Hi, I have a table logging our website activity with about 60 M of rows. One user has for itself more than 1 M rows. When I do a count(distinct), it takes two seconds. I was wondering if there is a way to speed that up? Here's the table CREATE TABLE [dbo].[tbl_logs]( [id] [int] NOT NULL, [dateAdded] [datetime], [fk_tbl_visits_id] [int], [fk_tbl_users_id] [int] ) ON [PRIMARY] I tried different combinaison of indexes, but here the index that performed the best. CREATE NONCLUSTERED INDEX [idx_visits] ON [dbo].[tbl_logs] ( [fk_tbl_users_id] ASC, [dateAdded] ASC, [fk_tbl_visits_id] ASC )WITH (PAD_INDEX = OFF, SORT_IN_TEMPDB = OFF, DROP_EXISTING = OFF, IGNORE_DUP_KEY = OFF, ONLINE = OFF) ON [PRIMARY] Curiously, that clustered index was never taken by the query optimizer when the one above was created. I thought clustered indexed would be better for that query... CREATE CLUSTERED INDEX [idx_primary] ON [dbo].[tbl_logs] ( [fk_tbl_users_id] ASC, [dateAdded] ASC, [fk_tbl_visits_id] ASC )WITH (PAD_INDEX = OFF, SORT_IN_TEMPDB = OFF, DROP_EXISTING = OFF, IGNORE_DUP_KEY = OFF, ONLINE = OFF) ON [PRIMARY] And here's the query that return ~1 M rows. select count(distinct fk_tbl_visits_id) as nb from tbl_logs where fk_tbl_users_id = 10203 and dateadded between '2008-01-01 00:00:00' and '2008-05-31 23:59:59:999' The execution plan shows an index seek of 40% and next, a hash match taking 55%. Any idea of how to reduce the execution time? Thanks Stephane
Drop all the indexes and create clustered index on uinque column [fk_tbl_visits_id ] , nonclustered index on date column [dateAdded] , check the performances. Reference: http://searchsqlserver.techtarget.com/tip/0,289483,sid87_gci1299403,00.html# Cheers Sat
Good suggestion by Sat - except that [fk_tbl_visits_id] is probably not a unique column. Your table definition does not say which column is unique - quite possibly it's [id]. Make the unique column your clustered index, and add (non-clustered) indexes on the columns that actually interest you.
As a mater of fact, the id field is unique. If I understand well, the clustered index should be on increasing values (like date or identity) and it's better for range search. So in my case, I should create an clustered index on date since I use a lot of between? But the problem is, even though it's a date time, there are some row that has the same date so it can't be unique. So far, I've made some tests (clustered on Id, indexes on date and user id) and it's slower than two seconds (6-8 seconds in fact). But I'll keep trying. I'm sure there's a way to speed that up! Thanks Stephane
Not sure that range searches should be considered as the main argument about which index should be clustered. A non-clustered index with regular maintenance should be sufficient. The clue behind clustered indexes is that all non-clustered ones are based on them. As long as new values are added with increasing values on the clustered index, it helps keep the other indexes in good shape.
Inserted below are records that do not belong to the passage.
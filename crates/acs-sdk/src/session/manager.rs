//! Session manager for device logins

use std::net::IpAddr;
use std::sync::Arc;
use std::time::Duration;

use acs_core::{
    ConnectivityStatus, DeviceConnectivitySnapshot, DeviceRepository, DeviceSession, StatusUpdate,
};
use chrono::{DateTime, Utc};
use dashmap::DashMap;
use tokio::sync::Mutex;
use tracing::{debug, info, instrument, warn};

use crate::error::SdkResult;
use crate::gateway::SdkGateway;

/// Tracks live native sessions and last-seen times per device
///
/// Connect, disconnect and stale eviction for one device are serialised by a
/// per-device lock. Heartbeats update last-seen atomically without it.
pub struct SessionManager {
    gateway: SdkGateway,
    repository: Arc<dyn DeviceRepository>,
    sessions: DashMap<String, DeviceSession>,
    last_seen: DashMap<String, DateTime<Utc>>,
    locks: DashMap<String, Arc<Mutex<()>>>,
}

impl SessionManager {
    pub fn new(gateway: SdkGateway, repository: Arc<dyn DeviceRepository>) -> Self {
        Self {
            gateway,
            repository,
            sessions: DashMap::new(),
            last_seen: DashMap::new(),
            locks: DashMap::new(),
        }
    }

    /// Connect a device, replacing a session that points elsewhere
    ///
    /// Already connected to the same endpoint: returns the existing session.
    #[instrument(skip(self))]
    pub async fn connect(&self, device_id: &str, ip: IpAddr, port: u16) -> SdkResult<DeviceSession> {
        let lock = self.device_lock(device_id);
        let result = {
            let _guard = lock.lock().await;
            self.connect_locked(device_id, ip, port).await
        };
        drop(lock);
        if result.is_err() {
            self.release_lock(device_id);
        }
        result
    }

    async fn connect_locked(&self, device_id: &str, ip: IpAddr, port: u16) -> SdkResult<DeviceSession> {
        let existing = self.sessions.get(device_id).map(|s| s.clone());
        if let Some(existing) = existing {
            if existing.is_same_endpoint(ip, port) {
                debug!(device_id, "Already connected");
                return Ok(existing);
            }
            info!(
                device_id,
                old = %format!("{}:{}", existing.ip, existing.port),
                new = %format!("{}:{}", ip, port),
                "Endpoint changed, dropping old session"
            );
            self.disconnect_locked(device_id).await;
        }

        let outcome = self.gateway.login(ip, port).await?;
        let now = Utc::now();
        let session = DeviceSession {
            device_id: device_id.to_string(),
            ip,
            port,
            handle: outcome.handle,
            serial_number: outcome.serial_number,
            connected_since: now,
        };
        self.sessions.insert(device_id.to_string(), session.clone());
        self.last_seen.insert(device_id.to_string(), now);

        info!(device_id, ip = %ip, port, handle = session.handle, "Device connected");
        self.notify(device_id, ConnectivityStatus::Connected, Some(now))
            .await;
        Ok(session)
    }

    /// Drop a device's session; returns whether one existed
    ///
    /// Local state is removed even when the native logout fails.
    pub async fn disconnect(&self, device_id: &str) -> bool {
        let lock = self.device_lock(device_id);
        let removed = {
            let _guard = lock.lock().await;
            self.disconnect_locked(device_id).await
        };
        drop(lock);
        self.release_lock(device_id);
        removed
    }

    async fn disconnect_locked(&self, device_id: &str) -> bool {
        let Some((_, session)) = self.sessions.remove(device_id) else {
            return false;
        };
        self.gateway.logout(session.handle).await;

        info!(device_id, handle = session.handle, "Device disconnected");
        let last_seen = self.last_seen.get(device_id).map(|t| *t);
        self.notify(device_id, ConnectivityStatus::Disconnected, last_seen)
            .await;
        true
    }

    /// Connectivity of one device
    pub fn status(&self, device_id: &str) -> DeviceConnectivitySnapshot {
        let status = if self.sessions.contains_key(device_id) {
            ConnectivityStatus::Connected
        } else {
            ConnectivityStatus::Disconnected
        };
        DeviceConnectivitySnapshot {
            device_id: device_id.to_string(),
            status,
            last_seen: self.last_seen.get(device_id).map(|t| *t),
        }
    }

    /// Connectivity of every tracked device, ordered by id
    pub fn statuses(&self) -> Vec<DeviceConnectivitySnapshot> {
        let mut ids: Vec<String> = self.sessions.iter().map(|e| e.key().clone()).collect();
        ids.extend(self.last_seen.iter().map(|e| e.key().clone()));
        ids.sort();
        ids.dedup();
        ids.iter().map(|id| self.status(id)).collect()
    }

    /// Record activity from a device
    ///
    /// Last-seen only moves forward; an older timestamp is ignored. Times
    /// ahead of the local clock are clamped to now.
    pub async fn touch_heartbeat(&self, device_id: &str, occurred_at: DateTime<Utc>) {
        let occurred_at = occurred_at.min(Utc::now());
        let last_seen = {
            let mut entry = self
                .last_seen
                .entry(device_id.to_string())
                .or_insert(occurred_at);
            if occurred_at > *entry {
                *entry = occurred_at;
            }
            *entry
        };

        let status = self.status(device_id).status;
        self.notify(device_id, status, Some(last_seen)).await;
    }

    /// Disconnect every connected device silent for longer than `threshold`
    pub async fn mark_stale_offline(&self, threshold: Duration) -> Vec<String> {
        self.mark_stale_offline_at(Utc::now(), threshold).await
    }

    /// [`SessionManager::mark_stale_offline`] against an explicit clock
    pub async fn mark_stale_offline_at(&self, now: DateTime<Utc>, threshold: Duration) -> Vec<String> {
        let threshold = chrono::Duration::milliseconds(threshold.as_millis().min(i64::MAX as u128) as i64);
        let is_stale = |last_seen: Option<DateTime<Utc>>| {
            last_seen.is_some_and(|seen| now.signed_duration_since(seen) > threshold)
        };

        let candidates: Vec<String> = self
            .sessions
            .iter()
            .map(|e| e.key().clone())
            .filter(|id| is_stale(self.last_seen.get(id).map(|t| *t)))
            .collect();

        let mut evicted = Vec::with_capacity(candidates.len());
        for device_id in candidates {
            let lock = self.device_lock(&device_id);
            let removed = {
                let _guard = lock.lock().await;

                // A heartbeat may have landed while waiting for the lock
                let last_seen = self.last_seen.get(&device_id).map(|t| *t);
                if !is_stale(last_seen) {
                    continue;
                }
                warn!(
                    device_id = %device_id,
                    last_seen = ?last_seen,
                    "No heartbeat within threshold, marking offline"
                );
                self.disconnect_locked(&device_id).await
            };
            drop(lock);
            if removed {
                self.release_lock(&device_id);
                evicted.push(device_id);
            }
        }
        evicted
    }

    /// Live sessions, ordered by device id
    pub fn connected_devices(&self) -> Vec<DeviceSession> {
        let mut sessions: Vec<DeviceSession> = self.sessions.iter().map(|e| e.value().clone()).collect();
        sessions.sort_by(|a, b| a.device_id.cmp(&b.device_id));
        sessions
    }

    pub fn session(&self, device_id: &str) -> Option<DeviceSession> {
        self.sessions.get(device_id).map(|s| s.clone())
    }

    pub fn active_count(&self) -> usize {
        self.sessions.len()
    }

    /// Disconnect every device
    pub async fn shutdown(&self) {
        let ids: Vec<String> = self.sessions.iter().map(|e| e.key().clone()).collect();
        for device_id in ids {
            self.disconnect(&device_id).await;
        }
    }

    fn device_lock(&self, device_id: &str) -> Arc<Mutex<()>> {
        self.locks
            .entry(device_id.to_string())
            .or_default()
            .clone()
    }

    /// Forget a device's lock once nobody holds or waits on it
    fn release_lock(&self, device_id: &str) {
        self.locks
            .remove_if(device_id, |_, lock| Arc::strong_count(lock) == 1);
    }

    async fn notify(
        &self,
        device_id: &str,
        status: ConnectivityStatus,
        last_seen: Option<DateTime<Utc>>,
    ) {
        let update = StatusUpdate {
            device_id: device_id.to_string(),
            status,
            last_seen,
        };
        if let Err(e) = self.repository.record_status(&update).await {
            warn!(device_id, error = %e, "Failed to persist device status");
        }
    }
}
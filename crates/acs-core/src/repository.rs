//! Repository seam towards the persistence layer
//!
//! The integration layer does not own device records. It reads the set of
//! registered devices from a [`DeviceRepository`] and pushes connectivity
//! changes back through it after connect, disconnect, heartbeat and stale
//! eviction.

use std::collections::HashMap;
use std::net::IpAddr;

use async_trait::async_trait;
use chrono::{DateTime, Utc};
use parking_lot::RwLock;
use serde::{Deserialize, Serialize};
use tracing::debug;

use crate::error::{RepositoryError, RepositoryResult};
use crate::models::ConnectivityStatus;

/// A device known to the persistence layer
#[derive(Debug, Clone, PartialEq, Eq, Serialize, Deserialize)]
pub struct RegisteredDevice {
    pub id: String,
    pub ip: IpAddr,
    pub port: u16,
}

/// Connectivity change pushed to durable storage
#[derive(Debug, Clone, PartialEq, Eq, Serialize, Deserialize)]
pub struct StatusUpdate {
    pub device_id: String,
    pub status: ConnectivityStatus,
    #[serde(skip_serializing_if = "Option::is_none")]
    pub last_seen: Option<DateTime<Utc>>,
}

/// Persistence-side collaborator of the session manager
#[async_trait]
pub trait DeviceRepository: Send + Sync {
    /// Devices that should be connected
    async fn registered_devices(&self) -> RepositoryResult<Vec<RegisteredDevice>>;

    /// Record a status / last-seen change
    async fn record_status(&self, update: &StatusUpdate) -> RepositoryResult<()>;
}

/// Repository kept in process memory
///
/// Used by the daemon (devices come from its configuration file) and by tests.
#[derive(Default)]
pub struct InMemoryDeviceRepository {
    devices: RwLock<Vec<RegisteredDevice>>,
    statuses: RwLock<HashMap<String, StatusUpdate>>,
    history: RwLock<Vec<StatusUpdate>>,
}

impl InMemoryDeviceRepository {
    pub fn new() -> Self {
        Self::default()
    }

    pub fn with_devices(devices: Vec<RegisteredDevice>) -> Self {
        Self {
            devices: RwLock::new(devices),
            ..Self::default()
        }
    }

    /// Register (or replace) a device
    pub fn register(&self, device: RegisteredDevice) {
        let mut devices = self.devices.write();
        devices.retain(|d| d.id != device.id);
        devices.push(device);
    }

    /// Latest recorded status of a device
    pub fn status_of(&self, device_id: &str) -> Option<StatusUpdate> {
        self.statuses.read().get(device_id).cloned()
    }

    /// Every update received, oldest first
    pub fn history(&self) -> Vec<StatusUpdate> {
        self.history.read().clone()
    }
}

#[async_trait]
impl DeviceRepository for InMemoryDeviceRepository {
    async fn registered_devices(&self) -> RepositoryResult<Vec<RegisteredDevice>> {
        Ok(self.devices.read().clone())
    }

    async fn record_status(&self, update: &StatusUpdate) -> RepositoryResult<()> {
        if update.device_id.is_empty() {
            return Err(RepositoryError::NotFound(String::new()));
        }

        debug!(
            device_id = %update.device_id,
            status = %update.status,
            "Recording device status"
        );
        self.statuses
            .write()
            .insert(update.device_id.clone(), update.clone());
        self.history.write().push(update.clone());
        Ok(())
    }
}

#[cfg(test)]
mod tests {
    use super::*;

    fn device(id: &str) -> RegisteredDevice {
        RegisteredDevice {
            id: id.to_string(),
            ip: "10.0.0.5".parse().unwrap(),
            port: 8000,
        }
    }

    #[tokio::test]
    async fn test_register_replaces_existing() {
        let repo = InMemoryDeviceRepository::with_devices(vec![device("AC-01")]);
        repo.register(RegisteredDevice {
            port: 80,
            ..device("AC-01")
        });

        let devices = repo.registered_devices().await.unwrap();
        assert_eq!(devices.len(), 1);
        assert_eq!(devices[0].port, 80);
    }

    #[tokio::test]
    async fn test_record_status_keeps_latest_and_history() {
        let repo = InMemoryDeviceRepository::new();
        let now = Utc::now();

        for status in [ConnectivityStatus::Connected, ConnectivityStatus::Disconnected] {
            repo.record_status(&StatusUpdate {
                device_id: "AC-01".into(),
                status,
                last_seen: Some(now),
            })
            .await
            .unwrap();
        }

        let latest = repo.status_of("AC-01").unwrap();
        assert_eq!(latest.status, ConnectivityStatus::Disconnected);
        assert_eq!(repo.history().len(), 2);
    }

    #[tokio::test]
    async fn test_record_status_rejects_empty_id() {
        let repo = InMemoryDeviceRepository::new();
        let result = repo
            .record_status(&StatusUpdate {
                device_id: String::new(),
                status: ConnectivityStatus::Connected,
                last_seen: None,
            })
            .await;
        assert!(matches!(result, Err(RepositoryError::NotFound(_))));
    }
}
Hi, Finally, after a lots of tests, this is the fastest index (note the include column). It executes the query in 2 seconds. CREATE NONCLUSTERED INDEX [idx_date] ON [dbo].[tbl_logs] ( [fk_tbl_users_id] ASC, [dateAdded] ASC ) INCLUDE ( [fk_tbl_visits_id]) WITH (PAD_INDEX = OFF, SORT_IN_TEMPDB = OFF, DROP_EXISTING = OFF, IGNORE_DUP_KEY = OFF, ONLINE = OFF) ON [PRIMARY] I tried many combination of clustered (id, date which is not unique, date + id) index but it always took 6 seconds or more. I also tried separate indexes (one for user id, one for the date and one for the visit id) but it was also very long (15 seconds) I'm now short of ideas to find out how to reduce execution time. As a comparaison when I check Google Analytics, it process reports in less than a second. I know we don't have Google servers, but we don't have as much data too. Does anyone know how they query their data? Thanks Stephane
I would expect that with a clustered index on id alone, plus this non-clustered index with INCLUDE, you should get the same quick results. There is little point in having a multi-column index that starts with a unique column.